My Grandpa: RCAF Pilot and Country Music Lover
Remembrance Day seems to have inspired people more than usual this year. Perhaps the ability to post pictures of our loved ones who died at war on (semi-)public forums like Facebook has generated new interest. Or maybe the response generated from one of these posts renews interest in our own connections to war history, whether immediate or 70 years ago. The recent US election might have rekindled interest in overseas conflict for voters, though from my perspective in Canada, that didn’t seem to be a high-priority issue this time around.
Whatever the reason, I found some reassurance in the posts I saw today, particularly those that were actually connected to my own or my friends’ families. There’s always worry that as large-scale conflicts recede into the past and the survivors of those wars leave us, we’ll begin to lose our personal connections and start to, well, forget. Not to mention the dwindling (disappearance?) of national or moral obligation that characterized participation in WWI and II – most likely a result of what many of us now view as unnecessary annihilation of feared peoples, cultures, and religions– in the wars following 1945.
My cousin posted pictures of the shot-down plane flown by my great uncle Samuel Clarke in 1943, collected on a website that is dedicated to gathering information about plane crashes over WWII Germany. My grandfather, James, was also an RCAF pilot, and flying instructor, in WWII. He survived, but his family was one beleaguered by tragedy, with Samuel dying in the crash, a young sister dying in infancy; and it all started with their harsh homesteading existence on the wintery Canadian prairies that was an “escape” from poverty in Ireland.

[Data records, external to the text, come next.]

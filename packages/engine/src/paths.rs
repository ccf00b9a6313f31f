#![allow(clippy::module_name_repetitions)]
//! Canonical file names and locations of run artifacts.

use std::path::{Path, PathBuf};

use crate::RunConfig;

/// Published risk table.
pub const RISK_TABLE: &str = "adm2_risk_daily.csv";

/// Published centroid table.
pub const GEOMETRY_TABLE: &str = "adm2_geometry.csv";

/// Normalization bounds used in the run.
pub const BOUNDS_FILE: &str = "normalization_bounds.json";

/// Cached neighbor graph.
pub const GRAPH_FILE: &str = "neighbor_graph.json";

/// Cache stream name for conflict events.
pub const EVENTS_STREAM: &str = "events";

/// Cache stream name for state forecasts.
pub const FORECAST_STREAM: &str = "forecast";

/// Where one run reads and writes its artifacts.
#[derive(Debug, Clone, PartialEq, Eq)]
pub struct RunPaths {
    /// Directory for published tables.
    pub output_dir: PathBuf,
    /// Directory for cache snapshots and the neighbor graph.
    pub cache_dir: PathBuf,
}

impl RunPaths {
    /// Paths configured in `config`.
    #[must_use]
    pub fn from_config(config: &RunConfig) -> Self {
        Self {
            output_dir: config.output_dir.clone(),
            cache_dir: config.cache_dir.clone(),
        }
    }

    /// Both directories under one root (`out/` and `cache/`).
    #[must_use]
    pub fn under(root: &Path) -> Self {
        Self {
            output_dir: root.join("out"),
            cache_dir: root.join("cache"),
        }
    }

    /// Path of the published risk table.
    #[must_use]
    pub fn risk_table(&self) -> PathBuf {
        self.output_dir.join(RISK_TABLE)
    }

    /// Path of the published centroid table.
    #[must_use]
    pub fn geometry_table(&self) -> PathBuf {
        self.output_dir.join(GEOMETRY_TABLE)
    }

    /// Path of the normalization bounds report.
    #[must_use]
    pub fn bounds(&self) -> PathBuf {
        self.output_dir.join(BOUNDS_FILE)
    }

    /// Path of the cached neighbor graph.
    #[must_use]
    pub fn graph_cache(&self) -> PathBuf {
        self.cache_dir.join(GRAPH_FILE)
    }
}
//! Health facility counts per unit.
//!
//! Two forms are supported: a pre-aggregated table of counts per unit,
//! and the raw facility register, which is filtered with the profile's
//! [`FacilityFilter`] and attributed to units by point in polygon.

use std::path::PathBuf;
use std::sync::Arc;

use adm2_risk_spatial::index::UnitIndex;

use crate::parsing::{Table, parse_count, parse_lat_lng_str};
use crate::profile::FacilityFilter;
use crate::{FacilityRegistry, SourceError, UnitValues};

/// Pre-aggregated counts: a CSV with `adm2_code` and `facilities`.
#[derive(Debug, Clone)]
pub struct FacilityCountsCsv {
    path: PathBuf,
}

impl FacilityCountsCsv {
    /// A registry backed by `path`.
    #[must_use]
    pub const fn new(path: PathBuf) -> Self {
        Self { path }
    }
}

impl FacilityRegistry for FacilityCountsCsv {
    fn facility_counts(&self) -> Result<UnitValues<u64>, SourceError> {
        let mut table = Table::open(&self.path)?;
        let code_col = table.require(&["adm2_code"])?;
        let count_col = table.require(&["facilities", "facility_count"])?;

        let mut values = UnitValues::new();
        for row in table.rows() {
            let row = row?;
            let Some(code) = row.get(code_col).filter(|c| !c.is_empty()) else {
                continue;
            };
            // Points outside every polygon aggregate under a blank or
            // "nan" code upstream.
            if code.eq_ignore_ascii_case("nan") {
                continue;
            }
            let count = row.get(count_col).and_then(parse_count).unwrap_or(0);
            *values.entry(code.to_string()).or_default() += count;
        }
        log::info!("Loaded facility counts for {} units", values.len());
        Ok(values)
    }
}

/// The raw facility register, one row per establishment.
pub struct FacilityRegisterCsv {
    path: PathBuf,
    filter: FacilityFilter,
    index: Arc<UnitIndex>,
}

impl FacilityRegisterCsv {
    /// A registry reading the register at `path`, counting rows accepted
    /// by `filter` and attributing them with `index`.
    #[must_use]
    pub const fn new(path: PathBuf, filter: FacilityFilter, index: Arc<UnitIndex>) -> Self {
        Self {
            path,
            filter,
            index,
        }
    }
}

impl FacilityRegistry for FacilityRegisterCsv {
    fn facility_counts(&self) -> Result<UnitValues<u64>, SourceError> {
        let mut table = Table::open(&self.path)?;
        let inst_col = table.require(&[self.filter.institution_column.as_str()])?;
        let status_col = table.require(&[self.filter.status_column.as_str()])?;
        let level_col = table.require(&[self.filter.level_column.as_str()])?;
        let lat_col = table.require(&[self.filter.latitude_column.as_str()])?;
        let lon_col = table.require(&[self.filter.longitude_column.as_str()])?;
        let label = table.label().to_string();

        let mut values = UnitValues::new();
        let mut accepted = 0u64;
        let mut unattributed = 0u64;
        let mut no_coordinates = 0u64;
        for row in table.rows() {
            let row = row?;
            let field = |i: usize| row.get(i).unwrap_or("");
            if !self
                .filter
                .accepts(field(inst_col), field(status_col), field(level_col))
            {
                continue;
            }
            let Some((lat, lon)) = parse_lat_lng_str(row.get(lat_col), row.get(lon_col)) else {
                no_coordinates += 1;
                continue;
            };
            accepted += 1;
            match self.index.lookup(lon, lat) {
                Some(code) => *values.entry(code.to_string()).or_default() += 1,
                None => unattributed += 1,
            }
        }

        log::info!(
            "{label}: {accepted} facilities counted in {} units \
             ({unattributed} outside every unit, {no_coordinates} without coordinates)",
            values.len()
        );
        Ok(values)
    }
}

I don’t remember my grandfather too well. He died when I was 14, and had been sick for a long period of time before that. The things I do remember, though, are very specific. He especially enjoyed stirring sugar into his coffee, tapping the spoon until it was appropriately cool, then touching it to the back of my hand whenever I was sitting next to him at the kitchen table. I would shriek in shock at its warmth while he chuckled to himself. When I joined a softball team for a year, he bought me a glove that actually fit my eight-year-old hand, with a cool thumb strap inside, and practiced catching with me. He was thrilled that someone in the family might continue his interest in playing ball (unfortunately, much like gymnastics, skating, and Girl Guides, softball wasn’t an activity that I stuck with). I remember him presiding over Christmas night from his armchair, handing out gifts and mixing too-strong drinks for his kids, laughing when they wrinkled their faces after a sip.
Most of all, I remember standing next to him as he played his pedal steel guitar. I have a vivid picture in my head of this moment, though I don’t know when it would have happened. It must have buried itself in the file of “extraordinarily important memories” because it remains the sound that will make me shift from thinking a song is alright to putting it on repeat.
My grandfather was obsessed with Hawaiian and country music, two styles that, in his younger days, were not all that distinct from each other. He travelled to Hawaii to learn and listen; he played Jerry Byrd records endlessly; he tortured my mother and her siblings with Hank Snow, Eddy Arnold, Hank Williams, and Wilf Carter. The last time my mother was visiting, we put on a collection of ukulele recordings from the 1920s, and she said, “I feel like I’m a kid again, with Dad playing his records.”
I came to like the old country he loved in a circuitous way. Contrary to popular (Canadian) belief, not everyone who lives in the western city of Calgary likes country music. But when I was in high school, country music was once again merging with pop and there were superstars benefitting. By way of Garth Brooks and Reba MacEntire (I was susceptible to that teenage evil, peer pressure, and was trying to fit in), I started listening to Nashville records. Those got supplemented by Canadian roots artists in my early 20s, which eventually led me backwards to old folk singers and early country. By the time I was 25, I was as into Hank as my grandpa was.
I wish I could have known him when I was researching country music in school. What he could have taught me, shared with me, is something I don’t like to ruminate on too much; what a lost opportunity. Never mind how that might have changed our relationship – in a family of 17 grandchildren, it’s easy to get lost in the shuffle. We might have developed a special bond that went beyond our year of practicing catch.
And so, I dedicate one of my favourite songs to my grandpa, who didn’t just serve in the war, but who changed my life, even if he didn’t know it at the time.
*Note: I hope when my Nana left us this summer, she found Grandpa and that they’re now being serenaded by Marty somewhere up there. GT, Nov. 2013.